“I think it is simply because we are in India,” said Mrs. Ochterlony, recovering herself; “it is one of the conditions of our lot. It is a very hard condition, but of course we have to bear it. I think, for my part, that God, instead of doing it to punish me, is sorry for me, and that He would mend it and spare us if something else did not make it necessary. But perhaps it is you who are right,” she added, faltering again, and wondering if it was wrong to believe that God, in a wonderful supreme way, must be acting, somehow as in a blind ineffective way, she, a mother, would do to her children. But happily her companion was not aware of that profane thought. And then, Mrs. Hesketh had come in, who looked at the question from entirely a different point of view.

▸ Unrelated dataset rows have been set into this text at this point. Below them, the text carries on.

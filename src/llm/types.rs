//! LLM communication types
//!
//! Provider-independent request and response shapes.

use serde::{Deserialize, Serialize};
use std::time::Duration;

/// Role of a message in the conversation
#[derive(Debug, Clone, Copy, PartialEq, Eq, Serialize, Deserialize)]
#[serde(rename_all = "lowercase")]
pub enum MessageRole {
    /// System instructions
    System,
    /// User message
    User,
    /// Assistant (LLM) response
    Assistant,
}

/// A message in the conversation
#[derive(Debug, Clone, Serialize, Deserialize)]
pub struct ChatMessage {
    pub role: MessageRole,
    pub content: String,
}

impl ChatMessage {
    pub fn system(content: impl Into<String>) -> Self {
        Self {
            role: MessageRole::System,
            content: content.into(),
        }
    }

    pub fn user(content: impl Into<String>) -> Self {
        Self {
            role: MessageRole::User,
            content: content.into(),
        }
    }

    pub fn assistant(content: impl Into<String>) -> Self {
        Self {
            role: MessageRole::Assistant,
            content: content.into(),
        }
    }
}

/// Request to send to the LLM
#[derive(Debug, Clone)]
pub struct LLMRequest {
    /// Conversation messages
    pub messages: Vec<ChatMessage>,
    /// Temperature for response generation (0.0 - 1.0)
    pub temperature: Option<f32>,
    /// Maximum tokens to generate
    pub max_tokens: Option<u32>,
}

impl LLMRequest {
    pub fn new(messages: Vec<ChatMessage>) -> Self {
        Self {
            messages,
            temperature: None,
            max_tokens: None,
        }
    }

    pub fn with_temperature(mut self, temperature: f32) -> Self {
        self.temperature = Some(temperature);
        self
    }

    pub fn with_max_tokens(mut self, max_tokens: u32) -> Self {
        self.max_tokens = Some(max_tokens);
        self
    }
}

/// Response from the LLM
#[derive(Debug, Clone)]
pub struct LLMResponse {
    /// Text content of the response
    pub content: String,
    /// Time taken for the request
    pub response_time: Duration,
}

impl LLMResponse {
    pub fn text(content: impl Into<String>, response_time: Duration) -> Self {
        Self {
            content: content.into(),
            response_time,
        }
    }
}
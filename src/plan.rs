//! Build plans produced by analyzers
//!
//! A [`BuildPlan`] describes how to build one snapshot: which image to use,
//! which commands to run, and where output artifacts are expected to appear.

use serde::{Deserialize, Serialize};
use std::fmt;
use std::path::{Component, Path};
use tracing::debug;

use crate::snapshot::SnapshotId;

pub const DEFAULT_NODE_IMAGE: &str = "node:20-alpine";
pub const STATIC_IMAGE: &str = "nginx:alpine";

/// Lock manifests that make a reproducible install possible
pub const LOCK_MANIFESTS: &[&str] = &[
    "package-lock.json",
    "npm-shrinkwrap.json",
    "yarn.lock",
    "pnpm-lock.yaml",
];

const REPRODUCIBLE_INSTALL: &str = "npm ci";
const RESOLVING_INSTALL: &str = "npm install";

/// Broad category of project, decides how it gets deployed
#[derive(Debug, Clone, Copy, PartialEq, Eq, Serialize, Deserialize)]
#[serde(rename_all = "snake_case")]
pub enum ProjectKind {
    /// Plain HTML/CSS/JS served as-is
    Static,
    /// Built into static assets
    Frontend,
    /// Long-running server process
    Backend,
}

/// Project type as reported in plans and results, e.g. `Frontend (React)`
#[derive(Debug, Clone, PartialEq, Eq, Serialize, Deserialize)]
pub struct ProjectType {
    pub kind: ProjectKind,
    #[serde(skip_serializing_if = "Option::is_none")]
    pub framework: Option<String>,
}

impl ProjectType {
    pub fn new(kind: ProjectKind, framework: Option<&str>) -> Self {
        Self {
            kind,
            framework: framework.map(str::to_string),
        }
    }

    pub fn static_site() -> Self {
        Self::new(ProjectKind::Static, Some("HTML5"))
    }

    /// Parses free-form labels such as `Frontend (React)` or `Node.js (Backend)`.
    pub fn from_label(label: &str) -> Self {
        let lower = label.to_lowercase();
        let framework = ["react", "vue", "next", "angular", "svelte", "vite", "express"]
            .iter()
            .find(|name| lower.contains(*name))
            .map(|name| capitalize(name));

        let kind = if lower.contains("html") || lower.contains("static") {
            ProjectKind::Static
        } else if lower.contains("backend") || lower.contains("server") || lower.contains("express")
        {
            ProjectKind::Backend
        } else if lower.contains("frontend") || framework.is_some() {
            ProjectKind::Frontend
        } else {
            ProjectKind::Backend
        };

        let framework = match kind {
            ProjectKind::Static => Some("HTML5".to_string()),
            _ => framework,
        };
        Self { kind, framework }
    }

    /// Whether the deployed service serves static files
    pub fn serves_static_files(&self) -> bool {
        matches!(self.kind, ProjectKind::Static | ProjectKind::Frontend)
    }
}

impl fmt::Display for ProjectType {
    fn fmt(&self, f: &mut fmt::Formatter<'_>) -> fmt::Result {
        let kind = match self.kind {
            ProjectKind::Static => "Static",
            ProjectKind::Frontend => "Frontend",
            ProjectKind::Backend => "Backend",
        };
        match &self.framework {
            Some(framework) => write!(f, "{} ({})", kind, framework),
            None => write!(f, "{}", kind),
        }
    }
}

fn capitalize(s: &str) -> String {
    let mut chars = s.chars();
    match chars.next() {
        Some(first) => first.to_uppercase().chain(chars).collect(),
        None => String::new(),
    }
}

#[derive(Debug, Clone, PartialEq, Eq, Serialize, Deserialize)]
#[serde(rename_all = "camelCase")]
pub struct BuildPlan {
    pub project_type: ProjectType,
    pub container_image: String,
    pub install_command: String,
    pub build_command: String,
    /// Relative directory where the build is expected to write its output.
    pub declared_artifact_dir: String,
    /// Whether an artifact is expected at all. Kept separate from the path so
    /// an empty path never has to be interpreted.
    pub expects_artifact: bool,
    pub container_definition: String,
    pub needs_install: bool,
    pub needs_build: bool,
    /// Relative directory inside the snapshot holding the project root.
    #[serde(default)]
    pub working_dir: String,
    #[serde(default, skip_serializing_if = "Option::is_none")]
    pub start_command: Option<String>,
    pub source_snapshot: SnapshotId,
}

impl BuildPlan {
    /// Shell command executed inside the build container.
    pub fn command_line(&self) -> String {
        let mut parts = Vec::new();
        if self.needs_install && !self.install_command.trim().is_empty() {
            parts.push(self.install_command.trim());
        }
        if self.needs_build && !self.build_command.trim().is_empty() {
            parts.push(self.build_command.trim());
        }
        if parts.is_empty() {
            "true".to_string()
        } else {
            parts.join(" && ")
        }
    }

    /// Brings the plan in line with the snapshot it is about to build.
    ///
    /// Degrades a reproducible install to a resolving one when no lock
    /// manifest exists or when the last failure reported the lock manifest out
    /// of sync, and clears artifact directories that are not plain relative
    /// paths. Applying it twice yields the same plan.
    pub fn normalize(&mut self, snapshot_root: &Path, last_failure: Option<&str>) {
        let project_root = snapshot_root.join(&self.working_dir);
        let lock_mismatch = last_failure.map(reports_lock_mismatch).unwrap_or(false);

        if !has_lock_manifest(&project_root) || lock_mismatch {
            for command in [&mut self.install_command, &mut self.build_command] {
                if command.contains(REPRODUCIBLE_INSTALL) {
                    *command = command.replace(REPRODUCIBLE_INSTALL, RESOLVING_INSTALL);
                    debug!("Degraded '{}' to '{}'", REPRODUCIBLE_INSTALL, RESOLVING_INSTALL);
                }
            }
        }

        if !is_safe_relative(&self.declared_artifact_dir) {
            debug!(
                dir = %self.declared_artifact_dir,
                "Clearing artifact directory that is not a relative path"
            );
            self.declared_artifact_dir.clear();
        }
        self.declared_artifact_dir = self.declared_artifact_dir.trim_matches('/').to_string();

        if !is_safe_relative(&self.working_dir) {
            self.working_dir.clear();
        }
    }
}

/// Whether the directory contains any lock manifest
pub fn has_lock_manifest(project_root: &Path) -> bool {
    LOCK_MANIFESTS
        .iter()
        .any(|name| project_root.join(name).is_file())
}

fn reports_lock_mismatch(report: &str) -> bool {
    let lower = report.to_lowercase();
    lower.contains(REPRODUCIBLE_INSTALL)
        && (lower.contains("in sync") || lower.contains("does not satisfy"))
}

/// True for empty strings and relative paths without `..` components.
pub fn is_safe_relative(path: &str) -> bool {
    Path::new(path)
        .components()
        .all(|c| matches!(c, Component::Normal(_) | Component::CurDir))
}

/// Minimal container definition for a build image.
pub fn default_container_definition(image: &str, project_type: &ProjectType) -> String {
    let mut lines = vec![format!("FROM {}", image), "WORKDIR /app".to_string()];
    if project_type.kind == ProjectKind::Frontend && image.starts_with("node") {
        lines.push("RUN npm install -g serve".to_string());
    }
    lines.join("\n") + "\n"
}

#[cfg(test)]
mod tests {
    use super::*;
    use std::fs;
    use tempfile::TempDir;

    fn sample_plan() -> BuildPlan {
        BuildPlan {
            project_type: ProjectType::new(ProjectKind::Frontend, Some("React")),
            container_image: DEFAULT_NODE_IMAGE.to_string(),
            install_command: "npm ci".to_string(),
            build_command: "npm run build".to_string(),
            declared_artifact_dir: "build".to_string(),
            expects_artifact: true,
            container_definition: String::new(),
            needs_install: true,
            needs_build: true,
            working_dir: String::new(),
            start_command: None,
            source_snapshot: SnapshotId(0),
        }
    }

    #[test]
    fn test_command_line_joins_enabled_steps() {
        let mut plan = sample_plan();
        assert_eq!(plan.command_line(), "npm ci && npm run build");

        plan.needs_install = false;
        assert_eq!(plan.command_line(), "npm run build");

        plan.needs_build = false;
        assert_eq!(plan.command_line(), "true");
    }

    #[test]
    fn test_normalize_degrades_without_lockfile() {
        let dir = TempDir::new().unwrap();
        let mut plan = sample_plan();
        plan.normalize(dir.path(), None);
        assert_eq!(plan.install_command, "npm install");

        let once = plan.clone();
        plan.normalize(dir.path(), None);
        assert_eq!(plan, once);
    }

    #[test]
    fn test_normalize_keeps_ci_with_lockfile() {
        let dir = TempDir::new().unwrap();
        fs::write(dir.path().join("package-lock.json"), "{}").unwrap();
        let mut plan = sample_plan();
        plan.normalize(dir.path(), None);
        assert_eq!(plan.install_command, "npm ci");
    }

    #[test]
    fn test_normalize_degrades_on_lock_mismatch_report() {
        let dir = TempDir::new().unwrap();
        fs::write(dir.path().join("package-lock.json"), "{}").unwrap();
        let mut plan = sample_plan();
        plan.normalize(
            dir.path(),
            Some("npm ERR! `npm ci` can only install packages when your package.json and package-lock.json are in sync"),
        );
        assert_eq!(plan.install_command, "npm install");
    }

    #[test]
    fn test_normalize_clears_escaping_artifact_dir() {
        let dir = TempDir::new().unwrap();
        let mut plan = sample_plan();
        plan.declared_artifact_dir = "../outside".to_string();
        plan.normalize(dir.path(), None);
        assert!(plan.declared_artifact_dir.is_empty());

        plan.declared_artifact_dir = "/abs".to_string();
        plan.normalize(dir.path(), None);
        assert!(plan.declared_artifact_dir.is_empty());
    }

    #[test]
    fn test_project_type_from_label() {
        let react = ProjectType::from_label("Frontend (React)");
        assert_eq!(react.kind, ProjectKind::Frontend);
        assert_eq!(react.framework.as_deref(), Some("React"));

        assert_eq!(ProjectType::from_label("HTML5").kind, ProjectKind::Static);
        assert_eq!(
            ProjectType::from_label("Node.js (Backend)").kind,
            ProjectKind::Backend
        );
        assert_eq!(ProjectType::from_label("something").kind, ProjectKind::Backend);
    }

    #[test]
    fn test_project_type_display() {
        let t = ProjectType::new(ProjectKind::Frontend, Some("Vue"));
        assert_eq!(t.to_string(), "Frontend (Vue)");
        assert_eq!(ProjectType::new(ProjectKind::Backend, None).to_string(), "Backend");
    }

    #[test]
    fn test_default_container_definition() {
        let def = default_container_definition(
            "node:18-alpine",
            &ProjectType::new(ProjectKind::Frontend, None),
        );
        assert!(def.starts_with("FROM node:18-alpine"));
        assert!(def.contains("WORKDIR /app"));
    }
}
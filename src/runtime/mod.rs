//! Isolated execution of build commands
//!
//! A [`ContainerRuntime`] runs one attempt of a plan against a snapshot and
//! reports the exit status together with stdout and stderr combined in arrival
//! order. Timeouts and cancellation are reported as outcomes, not errors, so
//! the outcome classifier sees every attempt that actually ran.

mod docker;
mod preflight;
mod process;

pub use docker::DockerCliRuntime;
pub use preflight::{check_docker, DockerInfo};
pub use process::{run_command, ProcessOutcome, MAX_OUTPUT_BYTES};

use async_trait::async_trait;
use std::path::PathBuf;
use std::time::Duration;
use thiserror::Error;
use tokio_util::sync::CancellationToken;
use uuid::Uuid;

use crate::plan::BuildPlan;
use crate::snapshot::ProjectSnapshot;

/// How an attempt's process ended
#[derive(Debug, Clone, Copy, PartialEq, Eq)]
pub enum RunExit {
    /// Exited on its own with this status code
    Code(i32),
    /// Killed after exceeding its wall-clock budget
    TimedOut { seconds: u64 },
    /// Terminated by a signal that did not come from the runtime
    Signaled,
}

impl RunExit {
    pub fn is_success(&self) -> bool {
        matches!(self, RunExit::Code(0))
    }
}

#[derive(Debug, Error)]
pub enum RuntimeError {
    #[error("Failed to start '{program}': {source}")]
    Spawn {
        program: String,
        #[source]
        source: std::io::Error,
    },

    #[error("Failed to prepare workspace {path}: {source}")]
    Workspace {
        path: PathBuf,
        #[source]
        source: std::io::Error,
    },

    #[error("I/O error while running build: {0}")]
    Io(#[from] std::io::Error),

    #[error("Build was cancelled")]
    Cancelled,
}

/// Per-attempt parameters
#[derive(Debug, Clone)]
pub struct RunContext {
    pub run_id: Uuid,
    pub attempt: u32,
    /// Scratch directory the snapshot is copied into for this attempt
    pub workspace: PathBuf,
    pub timeout: Duration,
    pub cancel: CancellationToken,
}

impl RunContext {
    /// Container name unique to this run and attempt
    pub fn container_name(&self) -> String {
        format!("healbox-{}-a{}", short_id(&self.run_id), self.attempt)
    }

    /// Image tag unique to this run and attempt
    pub fn image_tag(&self) -> String {
        format!("healbox-build-{}:a{}", short_id(&self.run_id), self.attempt)
    }
}

/// First 12 hex digits of a run id
pub fn short_id(run_id: &Uuid) -> String {
    run_id.simple().to_string().chars().take(12).collect()
}

#[derive(Debug, Clone)]
pub struct RunOutput {
    pub exit: RunExit,
    /// stdout and stderr interleaved as they arrived
    pub output: String,
    /// Directory the build ran in; the classifier looks for artifacts here
    pub workspace: PathBuf,
}

#[async_trait]
pub trait ContainerRuntime: Send + Sync {
    async fn run(
        &self,
        plan: &BuildPlan,
        snapshot: &ProjectSnapshot,
        context: &RunContext,
    ) -> Result<RunOutput, RuntimeError>;

    fn name(&self) -> &str;
}

#[cfg(test)]
mod tests {
    use super::*;

    #[test]
    fn test_names_derive_from_run_id() {
        let ctx = RunContext {
            run_id: Uuid::parse_str("0123456789abcdef0123456789abcdef").unwrap(),
            attempt: 3,
            workspace: PathBuf::from("/tmp/ws"),
            timeout: Duration::from_secs(1),
            cancel: CancellationToken::new(),
        };
        assert_eq!(ctx.container_name(), "healbox-0123456789ab-a3");
        assert_eq!(ctx.image_tag(), "healbox-build-0123456789ab:a3");
    }

    #[test]
    fn test_exit_success() {
        assert!(RunExit::Code(0).is_success());
        assert!(!RunExit::Code(2).is_success());
        assert!(!RunExit::TimedOut { seconds: 1 }.is_success());
    }
}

“We have all got to do it, you know,” said that comfortable woman, “whether we idolize them or not. I don’t see what that has to do with it; but then I never do understand you. The great thing is, if you have somebody nice to send them to. One’s mother is a great comfort for that; but then, there is one’s husband’s friends to think about. I am not sure, for my own part, that a good school is not the best. That can’t offend anybody, you know; neither your own people, nor his; and then they can go all round in the holidays. Mine have all got on famously,” said Mrs Hesketh; and nobody who looked at her could have thought anything else. Though, indeed, Mrs. Hesketh’s well-off-ness was not nearly so disagreeable or offensive to other people as her husband’s, who had his balance at his banker’s written on his face; whereas in her case it was only evident that she was on the best of terms with her milliner and her jeweller, and all her tradespeople, and never had any trouble with her bills. Mary sat between the woman who had no children, and who thought she made idols of her boys – and the woman who had quantities of children, and saw no reason why anybody should be much put out of their way about them; and neither the one nor the other knew what she meant, any more than she perhaps knew exactly what they meant, though, as was natural, the latter idea did not much strike her. And the sole strengthening which Mrs. Ochterlony drew from this talk was a resolution never to say anything more about it; to keep what she was thinking of to herself, and shut another door in her heart, which, after all, is a process which has to be pretty often repeated as one goes through the world.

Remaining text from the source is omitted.